### Aim of the task
Could you please return each line of the data that has the word "portknock"?

### Material shown
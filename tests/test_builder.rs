use pnet::packet::icmp::echo_request::EchoRequestPacket;
use pnet::packet::icmp::IcmpTypes;
use pnet::packet::icmpv6::echo_request::EchoRequestPacket as EchoRequestPacketV6;
use pnet::packet::icmpv6::Icmpv6Types;
use pnet::packet::Packet as _;
use portknock::builder::{build_icmp_packet, set_sequence};
use portknock::models::{Family, IcmpSizeMode, MIN_IPV4_HEADER_SIZE};

#[test]
fn test_build_ipv4_echo_request() {
    let mut packet = build_icmp_packet(Family::IPv4, 64, &[0xAB, 0xCD], 0x1234);
    set_sequence(&mut packet, 1);
    assert_eq!(packet.len(), 64);
    assert_eq!(packet.bytes()[0], Family::IPv4.echo_request_type());

    let echo = EchoRequestPacket::new(packet.bytes()).unwrap();
    assert_eq!(echo.get_icmp_type(), IcmpTypes::EchoRequest);
    assert_eq!(echo.get_icmp_code().0, 0);
    assert_eq!(echo.get_checksum(), 0);
    assert_eq!(echo.get_identifier(), 0x1234);
    assert_eq!(echo.get_sequence_number(), 1);
    assert_eq!(echo.payload().len(), 56);
    assert!(echo
        .payload()
        .chunks(2)
        .all(|chunk| chunk == [0xAB, 0xCD]));
}

#[test]
fn test_build_ipv6_echo_request() {
    let mut packet = build_icmp_packet(Family::IPv6, 13, b"knock", 7);
    set_sequence(&mut packet, 65535);
    assert_eq!(packet.bytes()[0], Family::IPv6.echo_request_type());

    let echo = EchoRequestPacketV6::new(packet.bytes()).unwrap();
    assert_eq!(echo.get_icmpv6_type(), Icmpv6Types::EchoRequest);
    assert_eq!(echo.get_icmpv6_code().0, 0);
    assert_eq!(echo.get_identifier(), 7);
    assert_eq!(echo.get_sequence_number(), 65535);
    assert_eq!(echo.payload(), b"knock");
}

#[test]
fn test_sequence_keeps_payload() {
    let mut packet = build_icmp_packet(Family::IPv4, 20, &[1, 2, 3], 42);
    let payload = packet.payload().to_vec();
    for sequence in 1..=3 {
        set_sequence(&mut packet, sequence);
        assert_eq!(packet.payload(), payload.as_slice());
        assert_eq!(packet.header()[..6], [8, 0, 0, 0, 0, 42]);
    }
    assert_eq!(payload, vec![1, 2, 3, 1, 2, 3, 1, 2, 3, 1, 2, 3]);
}

#[test]
fn test_header_only_packet() {
    let packet = build_icmp_packet(Family::IPv4, 0, &[0xFF], 1);
    assert_eq!(packet.len(), 8);
    assert!(packet.payload().is_empty());
}

#[test]
fn test_size_modes() {
    let ipv4 = MIN_IPV4_HEADER_SIZE;
    let without = IcmpSizeMode::WithoutHeaders.packet_size(56, Family::IPv4, ipv4);
    let with_ip = IcmpSizeMode::WithIpAndIcmpHeaders.packet_size(84, Family::IPv4, ipv4);
    let with_ip_v6 = IcmpSizeMode::WithIpAndIcmpHeaders.packet_size(104, Family::IPv6, ipv4);
    assert_eq!(without, 64);
    assert_eq!(with_ip, 64);
    assert_eq!(with_ip_v6, 64);

    let packet = build_icmp_packet(Family::IPv4, without, &[0], 1);
    assert_eq!(packet.payload().len(), 56);
}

### Finished exercise
use portknock::builder::{build_icmp_packet, set_sequence};
use portknock::models::{Family, IcmpSizeMode, MIN_IPV4_HEADER_SIZE};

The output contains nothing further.